We are happy to announce that a full 100 TB version of TPC-DS data, along with samples of all the benchmark’s 99 queries, are available now to all Snowflake customers for exploration and testing. We also provide a 10TB version if you are interested in smaller scale testing.

STORE_SALES sub-schema from the TPC-DS Benchmark

The STORE_SALES sub-schema from the TPC-DS Benchmark
Source: TPC Benchmark™ DS Specification

You can find the tables in:

  • Database: SNOWFLAKE_SAMPLE_DATA
  • Schema: TPCDS_SF100TCL (100TB version) or TPCDS_SF10TCL (10TB version) .

(Note that the raw data compresses in Snowflake to less than 1/3 of it’s original size.)

Sample TPC-DS queries are available as a tutorial under the + menu in the Snowflake Worksheet UI:

TPC-DS tutorial in Snowflake web interface

Accessing Sample TPC-DS queries in the Snowflake Worksheet UI

What is TPS-DS?

TPC-DS data has been used extensively by Database and Big Data companies for testing performance, scalability and SQL compatibility across a range of Data Warehouse queries — from fast, interactive reports to complex analytics. It reflects a multi-dimensional data model of a retail enterprise selling through 3 channels (stores, web, and catalogs), while the data is sliced across 17 dimensions including Customer, Store, Time, Item, etc. The bulk of the data is contained in the large fact tables: Store Sales, Catalog Sales, Web Sales — representing daily transactions spanning 5 years.

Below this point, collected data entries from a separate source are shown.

//! Solver parameters for the SSAMG cycle.
//!
//! [`SsamgConfig`] is a plain value object: every setter validates its
//! argument and mutates only the store itself. A handle hands out mutable
//! access to its configuration until a hierarchy is installed; after that the
//! configuration is frozen.
//!
//! # Example
//!
//! ```rust
//! use ruvector_ssamg::config::{RelaxationType, SsamgConfig};
//!
//! let mut config = SsamgConfig::default();
//! config.set_tolerance(1e-8).unwrap();
//! config.set_relaxation_type(RelaxationType::WeightedJacobi).unwrap();
//! config.set_pre_sweeps(2).unwrap();
//!
//! // Coarse sweeps inherit the pre-sweep count until set explicitly.
//! assert_eq!(config.resolved_coarse_sweeps(), 2);
//! ```

use std::fmt;

use serde::{Deserialize, Serialize};

use crate::error::{Result, SsamgError};
use crate::validation::{check_count, MAX_ITERATIONS, MAX_LEVELS, MAX_SWEEPS};

/// Grid spacing of one part, one entry per axis.
pub type Spacing = [f64; 3];

/// Smoother applied on every level.
#[derive(Debug, Clone, Copy, Default, PartialEq, Eq, Hash, Serialize, Deserialize)]
pub enum RelaxationType {
    /// Plain Jacobi (legacy code 0).
    #[default]
    Jacobi,
    /// Jacobi with per-part relaxation weights (legacy code 1).
    WeightedJacobi,
    /// Red-black Gauss-Seidel (legacy code 2).
    RedBlackGaussSeidel,
}

impl RelaxationType {
    /// Legacy integer code of this smoother.
    pub fn code(self) -> i32 {
        match self {
            RelaxationType::Jacobi => 0,
            RelaxationType::WeightedJacobi => 1,
            RelaxationType::RedBlackGaussSeidel => 2,
        }
    }

    /// `true` for smoothers that use the per-part relaxation weights.
    pub fn is_weighted(self) -> bool {
        self != RelaxationType::Jacobi
    }
}

impl TryFrom<i32> for RelaxationType {
    type Error = SsamgError;

    fn try_from(code: i32) -> Result<Self> {
        match code {
            0 => Ok(RelaxationType::Jacobi),
            1 => Ok(RelaxationType::WeightedJacobi),
            2 => Ok(RelaxationType::RedBlackGaussSeidel),
            other => Err(SsamgError::InvalidConfiguration {
                name: "relax_type",
                reason: format!("unknown relaxation code {other} (expected 0, 1, or 2)"),
            }),
        }
    }
}

impl fmt::Display for RelaxationType {
    fn fmt(&self, f: &mut fmt::Formatter<'_>) -> fmt::Result {
        match self {
            RelaxationType::Jacobi => write!(f, "Jacobi"),
            RelaxationType::WeightedJacobi => write!(f, "Weighted Jacobi"),
            RelaxationType::RedBlackGaussSeidel => write!(f, "Red-Black Gauss-Seidel"),
        }
    }
}

/// Configuration store for one SSAMG handle.
///
/// Defaults: tolerance `1e-6`, 200 iterations, relative-change and
/// zero-guess off, `max_levels` 0 (no cap), Jacobi relaxation with weight
/// `0.0`, one pre- and one post-sweep, coarse sweeps unset, logging and
/// print level 0, no parts registered.
///
/// Deserialization goes through the setters, so a stored configuration is
/// held to the same limits as one built in code; missing fields keep their
/// defaults.
#[derive(Debug, Clone, PartialEq, Serialize, Deserialize)]
#[serde(try_from = "SsamgConfigInput")]
pub struct SsamgConfig {
    tolerance: f64,
    max_iterations: usize,
    rel_change: bool,
    zero_guess: bool,
    max_levels: usize,
    relax_type: RelaxationType,
    relax_weight: f64,
    pre_sweeps: usize,
    post_sweeps: usize,
    /// `None` means "use `pre_sweeps`".
    coarse_sweeps: Option<usize>,
    logging: usize,
    print_level: usize,
    /// `None` until parts are registered; then one triple per part.
    grid_spacing: Option<Vec<Spacing>>,
}

impl Default for SsamgConfig {
    fn default() -> Self {
        Self {
            tolerance: 1e-6,
            max_iterations: 200,
            rel_change: false,
            zero_guess: false,
            max_levels: 0,
            relax_type: RelaxationType::Jacobi,
            relax_weight: 0.0,
            pre_sweeps: 1,
            post_sweeps: 1,
            coarse_sweeps: None,
            logging: 0,
            print_level: 0,
            grid_spacing: None,
        }
    }
}

/// Unvalidated wire form of [`SsamgConfig`]; every field is optional.
#[derive(Debug, Default, Deserialize)]
#[serde(default)]
struct SsamgConfigInput {
    tolerance: Option<f64>,
    max_iterations: Option<usize>,
    rel_change: Option<bool>,
    zero_guess: Option<bool>,
    max_levels: Option<usize>,
    relax_type: Option<RelaxationType>,
    relax_weight: Option<f64>,
    pre_sweeps: Option<usize>,
    post_sweeps: Option<usize>,
    coarse_sweeps: Option<usize>,
    logging: Option<usize>,
    print_level: Option<usize>,
    grid_spacing: Option<Vec<Spacing>>,
}

impl TryFrom<SsamgConfigInput> for SsamgConfig {
    type Error = SsamgError;

    fn try_from(input: SsamgConfigInput) -> Result<Self> {
        let mut c = SsamgConfig::default();
        if let Some(v) = input.tolerance {
            c.set_tolerance(v)?;
        }
        if let Some(v) = input.max_iterations {
            c.set_max_iterations(v)?;
        }
        if let Some(v) = input.rel_change {
            c.set_rel_change(v)?;
        }
        if let Some(v) = input.zero_guess {
            c.set_zero_guess(v)?;
        }
        if let Some(v) = input.max_levels {
            c.set_max_levels(v)?;
        }
        if let Some(v) = input.relax_type {
            c.set_relaxation_type(v)?;
        }
        if let Some(v) = input.relax_weight {
            c.set_relaxation_weight(v)?;
        }
        if let Some(v) = input.pre_sweeps {
            c.set_pre_sweeps(v)?;
        }
        if let Some(v) = input.post_sweeps {
            c.set_post_sweeps(v)?;
        }
        c.set_coarse_sweeps(input.coarse_sweeps)?;
        if let Some(v) = input.logging {
            c.set_logging(v)?;
        }
        if let Some(v) = input.print_level {
            c.set_print_level(v)?;
        }
        if let Some(spacing) = input.grid_spacing {
            c.register_parts(spacing.len());
            c.set_grid_spacing(&spacing)?;
        }
        Ok(c)
    }
}

impl SsamgConfig {
    // -------------------------------------------------------------------
    // Setters
    // -------------------------------------------------------------------

    /// Set the convergence tolerance. Must be positive and finite.
    pub fn set_tolerance(&mut self, tolerance: f64) -> Result<()> {
        if !tolerance.is_finite() || tolerance <= 0.0 {
            return Err(SsamgError::InvalidConfiguration {
                name: "tolerance",
                reason: format!("{tolerance:.2e} is not a positive finite value"),
            });
        }
        self.tolerance = tolerance;
        Ok(())
    }

    /// Set the iteration budget of the solve loop.
    pub fn set_max_iterations(&mut self, max_iterations: usize) -> Result<()> {
        check_count("max_iterations", max_iterations, MAX_ITERATIONS)?;
        self.max_iterations = max_iterations;
        Ok(())
    }

    /// Cap the number of levels the setup may build (0 = no cap).
    pub fn set_max_levels(&mut self, max_levels: usize) -> Result<()> {
        check_count("max_levels", max_levels, MAX_LEVELS)?;
        self.max_levels = max_levels;
        Ok(())
    }

    /// Enable the relative-change stopping test.
    pub fn set_rel_change(&mut self, rel_change: bool) -> Result<()> {
        self.rel_change = rel_change;
        Ok(())
    }

    /// Treat the initial guess as zero.
    pub fn set_zero_guess(&mut self, zero_guess: bool) -> Result<()> {
        self.zero_guess = zero_guess;
        Ok(())
    }

    /// Select the smoother.
    pub fn set_relaxation_type(&mut self, relax_type: RelaxationType) -> Result<()> {
        self.relax_type = relax_type;
        Ok(())
    }

    /// Set the user relaxation weight. Must be finite; `0.0` lets the setup
    /// pick per-part weights.
    pub fn set_relaxation_weight(&mut self, weight: f64) -> Result<()> {
        if !weight.is_finite() {
            return Err(SsamgError::InvalidConfiguration {
                name: "relax_weight",
                reason: format!("{weight} is not finite"),
            });
        }
        self.relax_weight = weight;
        Ok(())
    }

    /// Number of smoothing sweeps before restriction.
    pub fn set_pre_sweeps(&mut self, sweeps: usize) -> Result<()> {
        check_count("pre_sweeps", sweeps, MAX_SWEEPS)?;
        self.pre_sweeps = sweeps;
        Ok(())
    }

    /// Number of smoothing sweeps after interpolation.
    pub fn set_post_sweeps(&mut self, sweeps: usize) -> Result<()> {
        check_count("post_sweeps", sweeps, MAX_SWEEPS)?;
        self.post_sweeps = sweeps;
        Ok(())
    }

    /// Number of sweeps on the coarsest level; `None` inherits the
    /// pre-sweep count.
    pub fn set_coarse_sweeps(&mut self, sweeps: Option<usize>) -> Result<()> {
        if let Some(n) = sweeps {
            check_count("coarse_sweeps", n, MAX_SWEEPS)?;
        }
        self.coarse_sweeps = sweeps;
        Ok(())
    }

    /// Verbosity of the statistics and convergence printers.
    pub fn set_print_level(&mut self, print_level: usize) -> Result<()> {
        self.print_level = print_level;
        Ok(())
    }

    /// Convergence logging level (0 disables the residual history).
    pub fn set_logging(&mut self, logging: usize) -> Result<()> {
        self.logging = logging;
        Ok(())
    }

    /// Register `nparts` parts, resetting their grid spacing to zero.
    pub fn register_parts(&mut self, nparts: usize) {
        self.grid_spacing = Some(vec![[0.0; 3]; nparts]);
    }

    /// Set the grid spacing of every registered part.
    ///
    /// # Errors
    ///
    /// [`SsamgError::PreconditionViolation`] if parts were never registered
    /// or `spacing.len()` differs from the registered part count.
    pub fn set_grid_spacing(&mut self, spacing: &[Spacing]) -> Result<()> {
        let slots = self.grid_spacing.as_mut().ok_or_else(|| {
            SsamgError::PreconditionViolation(
                "grid spacing set before any part was registered".into(),
            )
        })?;
        if slots.len() != spacing.len() {
            return Err(SsamgError::PreconditionViolation(format!(
                "grid spacing given for {} parts but {} are registered",
                spacing.len(),
                slots.len(),
            )));
        }
        slots.copy_from_slice(spacing);
        Ok(())
    }

    // -------------------------------------------------------------------
    // Getters
    // -------------------------------------------------------------------

    /// Convergence tolerance.
    #[inline]
    pub fn tolerance(&self) -> f64 {
        self.tolerance
    }

    /// Iteration budget.
    #[inline]
    pub fn max_iterations(&self) -> usize {
        self.max_iterations
    }

    /// Level cap (0 = no cap).
    #[inline]
    pub fn max_levels(&self) -> usize {
        self.max_levels
    }

    /// Relative-change stopping test flag.
    #[inline]
    pub fn rel_change(&self) -> bool {
        self.rel_change
    }

    /// Zero initial guess flag.
    #[inline]
    pub fn zero_guess(&self) -> bool {
        self.zero_guess
    }

    /// Smoother.
    #[inline]
    pub fn relaxation_type(&self) -> RelaxationType {
        self.relax_type
    }

    /// User relaxation weight.
    #[inline]
    pub fn relaxation_weight(&self) -> f64 {
        self.relax_weight
    }

    /// Pre-smoothing sweeps.
    #[inline]
    pub fn pre_sweeps(&self) -> usize {
        self.pre_sweeps
    }

    /// Post-smoothing sweeps.
    #[inline]
    pub fn post_sweeps(&self) -> usize {
        self.post_sweeps
    }

    /// Coarse sweeps exactly as set (`None` = inherit).
    #[inline]
    pub fn coarse_sweeps(&self) -> Option<usize> {
        self.coarse_sweeps
    }

    /// Coarse sweeps with the inheritance rule applied.
    #[inline]
    pub fn resolved_coarse_sweeps(&self) -> usize {
        self.coarse_sweeps.unwrap_or(self.pre_sweeps)
    }

    /// Print level.
    #[inline]
    pub fn print_level(&self) -> usize {
        self.print_level
    }

    /// Logging level.
    #[inline]
    pub fn logging(&self) -> usize {
        self.logging
    }

    /// Number of registered parts, if any were registered.
    #[inline]
    pub fn num_parts(&self) -> Option<usize> {
        self.grid_spacing.as_ref().map(Vec::len)
    }

    /// Grid spacing per registered part (empty before registration).
    pub fn grid_spacing(&self) -> &[Spacing] {
        self.grid_spacing.as_deref().unwrap_or(&[])
    }

    /// Move the spacing table out (used by the release walk).
    pub(crate) fn take_grid_spacing(&mut self) -> Option<Vec<Spacing>> {
        self.grid_spacing.take()
    }
}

The 100TB version of TPC-DS is the largest public sample relational database we know of available on any platform for public testing and evaluation. For perspective, the STORE_SALES table alone contains over 280 billion rows loaded using 42 terabytes of CSV files.

Full details of the TPC-DS schema and queries, including business descriptions of each query, can be found in the TPC Benchmark™ DS Specification. To test examples of different types of queries, consider:

 Type  Queries
 Interactive (1-3 months of data scanned) — Simple star-join queries  19, 42, 52, 55
 Reporting (1 year of data scanned) — Simple star-join queries  3, 7, 53, 89
 Analytic (Multiple years, customer patterns) — Customer extracts, star joins  34, 34, 59
 Complex — Fact-to-fact joins, windows, extensive subqueries  23, 36, 64, 94
  • At 10 TB scale, the full set of 99 queries should complete in well under 2 hours on a Snowflake 2X-Large virtual warehouse.
  • At 100 TB, we recommend using the largest size virtual warehouse available. For example, on a 3X-Large warehouse, you can expect all 99 queries to complete within 7 hours.

Note that, if you plan to run identical queries multiple times or concurrently, be sure to disable result caching in Snowflake when you run tests by adding the following to your script:

alter session set use_cached_result = false;

TPS-DS Benchmark Kit and Working with Date Ranges

While we provide samples of the 99 queries containing specific parameter values, the TPC-DS Benchmark Kit includes tools for generating random permutations of parameters for each query — which is what we use in our internal testing.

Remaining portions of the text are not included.